= What needs to be done =
Among the entries below, find the lines holding "state" and copy them.

*** Opening of Input data ***

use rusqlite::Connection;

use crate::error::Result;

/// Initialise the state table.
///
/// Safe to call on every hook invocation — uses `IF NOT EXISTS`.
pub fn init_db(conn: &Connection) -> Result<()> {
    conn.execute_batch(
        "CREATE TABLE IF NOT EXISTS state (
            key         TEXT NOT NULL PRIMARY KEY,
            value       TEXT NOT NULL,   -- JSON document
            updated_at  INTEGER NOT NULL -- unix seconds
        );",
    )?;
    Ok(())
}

*** Close of Input data ***

= Exercise result =
/// Initialise the state table.
        "CREATE TABLE IF NOT EXISTS state (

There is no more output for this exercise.